Argued April 28, 1927.
Plaintiff filed this bill in equity to reform a deed which he and his wife (since dead) had executed and delivered, as tenants by entireties, to the defendant. The deed, which was intended to convey to defendant the rear portion of plaintiff's corner lot, was so drawn *Page 30 
as to include land on which part of plaintiff's dwelling stood.
Defendant in his answer denied there was any mistake to be reformed, but in his testimony he admitted it was not the intention of the parties that the south line of his lot should pass through the plaintiff's house.
The mistake being thus admitted, the question to be decided by the chancellor was, where should the true line be located. In arriving at a solution the chancellor was guided largely by the acts and conduct of the defendant himself. Immediately north of plaintiff's house, at the time the deed was executed, was a brick walk leading east from Camp Avenue by which he and his wife gained entrance to the rear of their house. This walk the defendant did not disturb or make use of; but he built a house on the extreme north end of his lot, and immediately north of the brick walk he planted a hedge, which served as an apparent division line between the lots, and he laid a cement walk north of the hedge to his own back door. Each party used only the walk leading to his own door. This construction of the intention of the parties was acquiesced in for four or five years without objection on the part of either until the plaintiff, following the death of his wife, who was defendant's sister, married again and some ill feeling sprang up between him and the defendant and the latter then, for the first time, claimed that his deed gave him title to the land on which the rear of plaintiff's house was built; when plaintiff immediately took steps looking to its reformation.
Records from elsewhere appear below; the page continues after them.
//! Line/column lookup for diagnostics.

use crate::Span;

/// Pre-computed line start offsets for O(log L) line/column lookup.
///
/// ```
/// use shroud_ir::LineIndex;
///
/// let source = "x = 1\ny = 2\n";
/// let index = LineIndex::build(source);
/// assert_eq!(index.line_col(source, 6), (2, 1));
/// ```
#[derive(Clone, Debug, Default)]
pub struct LineIndex {
    /// Byte offset of each line start; `offsets[0] == 0`.
    offsets: Vec<u32>,
}

impl LineIndex {
    pub fn build(source: &str) -> Self {
        let mut offsets = vec![0u32];
        for (i, byte) in source.bytes().enumerate() {
            if byte == b'\n' {
                offsets.push(u32::try_from(i + 1).unwrap_or(u32::MAX));
            }
        }
        LineIndex { offsets }
    }

    /// 1-based line containing `offset`.
    pub fn line(&self, offset: u32) -> u32 {
        let idx = match self.offsets.binary_search(&offset) {
            Ok(exact) => exact,
            Err(insert) => insert.saturating_sub(1),
        };
        u32::try_from(idx).unwrap_or(u32::MAX - 1) + 1
    }

    /// 1-based (line, column); the column counts characters, not bytes.
    pub fn line_col(&self, source: &str, offset: u32) -> (u32, u32) {
        let line = self.line(offset);
        let start = self.offsets[(line - 1) as usize] as usize;
        let end = (offset as usize).min(source.len());
        let col = source
            .get(start..end)
            .map_or(0, |text| text.chars().count());
        (line, u32::try_from(col).unwrap_or(u32::MAX - 1) + 1)
    }

    /// Line/column of a span's start.
    pub fn span_start(&self, source: &str, span: Span) -> (u32, u32) {
        self.line_col(source, span.start)
    }

    pub fn line_count(&self) -> usize {
        self.offsets.len()
    }
}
We are not convinced that the court erred in deciding that the defendant had thus indicated the northern boundary of the brick walk as the true dividing line between the properties. The evidence in the case was not voluminous, but starting, as we must, with the admission that the width of the lot along Camp Avenue, as contained in the deed, was a mistake, how *Page 31 
better could the real intent of the parties be ascertained than by reference to the monuments on the ground at the time of the conveyance, viz., the plaintiff's house with its back door opening on the brick walk, and those placed on the land by the defendant himself, viz., the hedge fence acting as a division line between the lots and the cement walk constructed for access to the rear of his house? There was nothing in the evidence that would lead to the conclusion that any interference with the plaintiff's use of his house as it was enjoyed prior to the sale of the rear of his lot was contemplated. On the other hand the defendant's own acts justify the following conclusion of the learned court below: "Nothing more convincing can be found in the testimony, nor can any more practical deduction be drawn from the evidence, as to the real intention of the parties to this conveyance, than that such self-constructed monuments of the defendant clearly established the intended dividing line between their respective properties."
Such being the case the defendant is in full posession of all that it was intended he should have and no basis exists for compensating him in damages.
The assignments of error are overruled and the decree of the court below is affirmed. The costs of this appeal to be paid by appellant.